## Exercise description
With nothing left out, repeat every entry exactly.

(Source data)

++++

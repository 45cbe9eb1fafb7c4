use std::io::ErrorKind;
use std::path::{Path, PathBuf};
use tokio::fs;

use crate::error::{GalleryError, GalleryResult};
use crate::record::{GraphPatch, GraphRecord};

/// Flat-file store holding the whole graph collection as one JSON array
///
/// Nothing is cached: every call reads the file again, and every mutation
/// rewrites it in full. Concurrent writers are not coordinated, so the last
/// write wins.
#[derive(Debug, Clone)]
pub struct RecordStore {
    path: PathBuf,
}

impl RecordStore {
    /// Create a store backed by the JSON file at `path`
    ///
    /// Nothing is touched on disk until the first load or save.
    ///
    /// # Arguments
    /// * `path` - Location of the data file; its directory is created on demand
    pub fn new(path: impl Into<PathBuf>) -> Self {
        RecordStore { path: path.into() }
    }

    /// Location of the backing JSON file
    pub fn path(&self) -> &Path {
        &self.path
    }

    async fn ensure_dir(&self) -> GalleryResult<()> {
        if let Some(parent) = self.path.parent() {
            if !parent.as_os_str().is_empty() {
                fs::create_dir_all(parent).await?;
            }
        }
        Ok(())
    }

    /// Read the full collection.
    ///
    /// A missing file is an empty collection. A file that does not parse is
    /// an error and is left untouched on disk.
    pub async fn load_all(&self) -> GalleryResult<Vec<GraphRecord>> {
        self.ensure_dir().await?;

        let data = match fs::read_to_string(&self.path).await {
            Ok(data) => data,
            Err(e) if e.kind() == ErrorKind::NotFound => return Ok(Vec::new()),
            Err(e) => return Err(e.into()),
        };

        let records: Vec<GraphRecord> = serde_json::from_str(&data).map_err(GalleryError::Corrupt)?;
        log::debug!("loaded {} graphs from {}", records.len(), self.path.display());
        Ok(records)
    }

    /// Overwrite the backing file with `records`, pretty-printed.
    ///
    /// # Arguments
    /// * `records` - The full collection; whatever was on disk is replaced
    ///
    /// # Errors
    /// * `GalleryError::Encode` if the records cannot be serialized
    /// * `GalleryError::Io` if the directory or file cannot be written
    pub async fn save_all(&self, records: &[GraphRecord]) -> GalleryResult<()> {
        self.ensure_dir().await?;
        let json = serde_json::to_string_pretty(records).map_err(GalleryError::Encode)?;
        fs::write(&self.path, json).await?;
        Ok(())
    }

    /// Look up a single graph by id
    ///
    /// # Returns
    /// * `GalleryResult<Option<GraphRecord>>` - The graph, `None` if no graph has that id
    pub async fn find(&self, id: &str) -> GalleryResult<Option<GraphRecord>> {
        let records = self.load_all().await?;
        Ok(records.into_iter().find(|r| r.id == id))
    }

    /// Append `record` to the collection and persist it.
    pub async fn insert(&self, record: GraphRecord) -> GalleryResult<GraphRecord> {
        let mut records = self.load_all().await?;
        records.push(record.clone());
        self.save_all(&records).await?;
        log::info!("created graph {} ({})", record.id, record.title);
        Ok(record)
    }

    /// Merge `patch` into the graph with `id`. `None` when no such graph exists.
    pub async fn update(&self, id: &str, patch: GraphPatch) -> GalleryResult<Option<GraphRecord>> {
        let mut records = self.load_all().await?;
        let Some(index) = position(&records, id) else {
            return Ok(None);
        };

        records[index].apply(patch);
        self.save_all(&records).await?;
        log::info!("updated graph {}", id);
        Ok(Some(records[index].clone()))
    }

    /// Remove the graph with `id`, keeping the order of the rest.
    pub async fn remove(&self, id: &str) -> GalleryResult<Option<GraphRecord>> {
        let mut records = self.load_all().await?;
        let Some(index) = position(&records, id) else {
            return Ok(None);
        };

        let removed = records.remove(index);
        self.save_all(&records).await?;
        log::info!("deleted graph {}", id);
        Ok(Some(removed))
    }
}

/// Index of the graph with `id`, if any
pub fn position(records: &[GraphRecord], id: &str) -> Option<usize> {
    records.iter().position(|r| r.id == id)
}

#[cfg(test)]
mod tests {
    use super::*;
    use crate::record::GraphDraft;
    use chrono::Utc;
    use serde_json::json;
    use tempfile::TempDir;

    fn sample(id: &str, tags: &[&str]) -> GraphRecord {
        let draft: GraphDraft = serde_json::from_value(json!({
            "id": id,
            "title": format!("Graph {}", id),
            "formula": "y=x^2",
            "type": "2D",
            "tags": tags,
        }))
        .unwrap();
        draft.into_record(Utc::now()).unwrap()
    }

    fn store_in(dir: &TempDir) -> RecordStore {
        RecordStore::new(dir.path().join("data").join("graphs.json"))
    }

    #[tokio::test]
    async fn missing_file_loads_empty_and_creates_directory() {
        let dir = TempDir::new().unwrap();
        let store = store_in(&dir);

        let records = store.load_all().await.unwrap();

        assert!(records.is_empty());
        assert!(dir.path().join("data").is_dir());
        assert!(!store.path().exists());
    }

    #[tokio::test]
    async fn save_then_load_preserves_order_and_fields() {
        let dir = TempDir::new().unwrap();
        let store = store_in(&dir);
        let records = vec![sample("b", &["x"]), sample("a", &["y", "x"])];

        store.save_all(&records).await.unwrap();
        let loaded = store.load_all().await.unwrap();
        assert_eq!(loaded, records);

        store.save_all(&loaded).await.unwrap();
        assert_eq!(store.load_all().await.unwrap(), records);
    }

    #[tokio::test]
    async fn saved_file_is_pretty_printed_array() {
        let dir = TempDir::new().unwrap();
        let store = store_in(&dir);
        store.save_all(&[sample("1", &[])]).await.unwrap();

        let text = std::fs::read_to_string(store.path()).unwrap();
        assert!(text.starts_with("[\n  {"));
        assert!(text.contains("\"createdAt\""));
    }

    #[tokio::test]
    async fn corrupt_file_is_an_error_and_not_rewritten() {
        let dir = TempDir::new().unwrap();
        let store = store_in(&dir);
        std::fs::create_dir_all(store.path().parent().unwrap()).unwrap();
        std::fs::write(store.path(), "{ not json").unwrap();

        let result = store.load_all().await;

        assert!(matches!(result, Err(GalleryError::Corrupt(_))));
        assert_eq!(std::fs::read_to_string(store.path()).unwrap(), "{ not json");
    }

    #[tokio::test]
    async fn insert_update_remove_cycle() {
        let dir = TempDir::new().unwrap();
        let store = store_in(&dir);

        store.insert(sample("1", &["a"])).await.unwrap();
        store.insert(sample("2", &["b"])).await.unwrap();
        store.insert(sample("3", &["c"])).await.unwrap();

        let patch = serde_json::from_value(json!({ "author": "Grace" })).unwrap();
        let updated = store.update("2", patch).await.unwrap().unwrap();
        assert_eq!(updated.author, "Grace");
        assert_eq!(updated.title, "Graph 2");

        let removed = store.remove("2").await.unwrap().unwrap();
        assert_eq!(removed.id, "2");
        assert!(store.find("2").await.unwrap().is_none());

        let ids: Vec<String> = store
            .load_all()
            .await
            .unwrap()
            .into_iter()
            .map(|r| r.id)
            .collect();
        assert_eq!(ids, vec!["1", "3"]);
    }

    #[tokio::test]
    async fn unknown_id_yields_none_without_writing() {
        let dir = TempDir::new().unwrap();
        let store = store_in(&dir);

        assert!(store.remove("nope").await.unwrap().is_none());
        assert!(
            store
                .update("nope", GraphPatch::default())
                .await
                .unwrap()
                .is_none()
        );
        assert!(!store.path().exists());
    }
}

++++

## Problem solution
repository 45cbe9eb1fafb7c4
use std::io::ErrorKind;
use std::path::{Path, PathBuf};
use tokio::fs;

use crate::error::{GalleryError, GalleryResult};
use crate::record::{GraphPatch, GraphRecord};

/// Flat-file store holding the whole graph collection as one JSON array
///
/// Nothing is cached: every call reads the file again, and every mutation
/// rewrites it in full. Concurrent writers are not coordinated, so the last
/// write wins.
#[derive(Debug, Clone)]
pub struct RecordStore {
    path: PathBuf,
}

impl RecordStore {
    /// Create a store backed by the JSON file at `path`
    ///
    /// Nothing is touched on disk until the first load or save.
    ///
    /// # Arguments
    /// * `path` - Location of the data file; its directory is created on demand
    pub fn new(path: impl Into<PathBuf>) -> Self {
        RecordStore { path: path.into() }
    }

    /// Location of the backing JSON file
    pub fn path(&self) -> &Path {
        &self.path
    }

    async fn ensure_dir(&self) -> GalleryResult<()> {
        if let Some(parent) = self.path.parent() {
            if !parent.as_os_str().is_empty() {
                fs::create_dir_all(parent).await?;
            }
        }
        Ok(())
    }

    /// Read the full collection.
    ///
    /// A missing file is an empty collection. A file that does not parse is
    /// an error and is left untouched on disk.
    pub async fn load_all(&self) -> GalleryResult<Vec<GraphRecord>> {
        self.ensure_dir().await?;

        let data = match fs::read_to_string(&self.path).await {
            Ok(data) => data,
            Err(e) if e.kind() == ErrorKind::NotFound => return Ok(Vec::new()),
            Err(e) => return Err(e.into()),
        };

        let records: Vec<GraphRecord> = serde_json::from_str(&data).map_err(GalleryError::Corrupt)?;
        log::debug!("loaded {} graphs from {}", records.len(), self.path.display());
        Ok(records)
    }

    /// Overwrite the backing file with `records`, pretty-printed.
    ///
    /// # Arguments
    /// * `records` - The full collection; whatever was on disk is replaced
    ///
    /// # Errors
    /// * `GalleryError::Encode` if the records cannot be serialized
    /// * `GalleryError::Io` if the directory or file cannot be written
    pub async fn save_all(&self, records: &[GraphRecord]) -> GalleryResult<()> {
        self.ensure_dir().await?;
        let json = serde_json::to_string_pretty(records).map_err(GalleryError::Encode)?;
        fs::write(&self.path, json).await?;
        Ok(())
    }

    /// Look up a single graph by id
    ///
    /// # Returns
    /// * `GalleryResult<Option<GraphRecord>>` - The graph, `None` if no graph has that id
    pub async fn find(&self, id: &str) -> GalleryResult<Option<GraphRecord>> {
        let records = self.load_all().await?;
        Ok(records.into_iter().find(|r| r.id == id))
    }

    /// Append `record` to the collection and persist it.
    pub async fn insert(&self, record: GraphRecord) -> GalleryResult<GraphRecord> {
        let mut records = self.load_all().await?;
        records.push(record.clone());
        self.save_all(&records).await?;
        log::info!("created graph {} ({})", record.id, record.title);
        Ok(record)
    }

    /// Merge `patch` into the graph with `id`. `None` when no such graph exists.
    pub async fn update(&self, id: &str, patch: GraphPatch) -> GalleryResult<Option<GraphRecord>> {
        let mut records = self.load_all().await?;
        let Some(index) = position(&records, id) else {
            return Ok(None);
        };

        records[index].apply(patch);
        self.save_all(&records).await?;
        log::info!("updated graph {}", id);
        Ok(Some(records[index].clone()))
    }

    /// Remove the graph with `id`, keeping the order of the rest.
    pub async fn remove(&self, id: &str) -> GalleryResult<Option<GraphRecord>> {
        let mut records = self.load_all().await?;
        let Some(index) = position(&records, id) else {
            return Ok(None);
        };

        let removed = records.remove(index);
        self.save_all(&records).await?;
        log::info!("deleted graph {}", id);
        Ok(Some(removed))
    }
}

/// Index of the graph with `id`, if any
pub fn position(records: &[GraphRecord], id: &str) -> Option<usize> {
    records.iter().position(|r| r.id == id)
}

#[cfg(test)]
mod tests {
    use super::*;
    use crate::record::GraphDraft;
    use chrono::Utc;
    use serde_json::json;
    use tempfile::TempDir;

    fn sample(id: &str, tags: &[&str]) -> GraphRecord {
        let draft: GraphDraft = serde_json::from_value(json!({
            "id": id,
            "title": format!("Graph {}", id),
            "formula": "y=x^2",
            "type": "2D",
            "tags": tags,
        }))
        .unwrap();
        draft.into_record(Utc::now()).unwrap()
    }

    fn store_in(dir: &TempDir) -> RecordStore {
        RecordStore::new(dir.path().join("data").join("graphs.json"))
    }

    #[tokio::test]
    async fn missing_file_loads_empty_and_creates_directory() {
        let dir = TempDir::new().unwrap();
        let store = store_in(&dir);

        let records = store.load_all().await.unwrap();

        assert!(records.is_empty());
        assert!(dir.path().join("data").is_dir());
        assert!(!store.path().exists());
    }

    #[tokio::test]
    async fn save_then_load_preserves_order_and_fields() {
        let dir = TempDir::new().unwrap();
        let store = store_in(&dir);
        let records = vec![sample("b", &["x"]), sample("a", &["y", "x"])];

        store.save_all(&records).await.unwrap();
        let loaded = store.load_all().await.unwrap();
        assert_eq!(loaded, records);

        store.save_all(&loaded).await.unwrap();
        assert_eq!(store.load_all().await.unwrap(), records);
    }

    #[tokio::test]
    async fn saved_file_is_pretty_printed_array() {
        let dir = TempDir::new().unwrap();
        let store = store_in(&dir);
        store.save_all(&[sample("1", &[])]).await.unwrap();

        let text = std::fs::read_to_string(store.path()).unwrap();
        assert!(text.starts_with("[\n  {"));
        assert!(text.contains("\"createdAt\""));
    }

    #[tokio::test]
    async fn corrupt_file_is_an_error_and_not_rewritten() {
        let dir = TempDir::new().unwrap();
        let store = store_in(&dir);
        std::fs::create_dir_all(store.path().parent().unwrap()).unwrap();
        std::fs::write(store.path(), "{ not json").unwrap();

        let result = store.load_all().await;

        assert!(matches!(result, Err(GalleryError::Corrupt(_))));
        assert_eq!(std::fs::read_to_string(store.path()).unwrap(), "{ not json");
    }

    #[tokio::test]
    async fn insert_update_remove_cycle() {
        let dir = TempDir::new().unwrap();
        let store = store_in(&dir);

        store.insert(sample("1", &["a"])).await.unwrap();
        store.insert(sample("2", &["b"])).await.unwrap();
        store.insert(sample("3", &["c"])).await.unwrap();

        let patch = serde_json::from_value(json!({ "author": "Grace" })).unwrap();
        let updated = store.update("2", patch).await.unwrap().unwrap();
        assert_eq!(updated.author, "Grace");
        assert_eq!(updated.title, "Graph 2");

        let removed = store.remove("2").await.unwrap().unwrap();
        assert_eq!(removed.id, "2");
        assert!(store.find("2").await.unwrap().is_none());

        let ids: Vec<String> = store
            .load_all()
            .await
            .unwrap()
            .into_iter()
            .map(|r| r.id)
            .collect();
        assert_eq!(ids, vec!["1", "3"]);
    }

    #[tokio::test]
    async fn unknown_id_yields_none_without_writing() {
        let dir = TempDir::new().unwrap();
        let store = store_in(&dir);

        assert!(store.remove("nope").await.unwrap().is_none());
        assert!(
            store
                .update("nope", GraphPatch::default())
                .await
                .unwrap()
                .is_none()
        );
        assert!(!store.path().exists());
    }
}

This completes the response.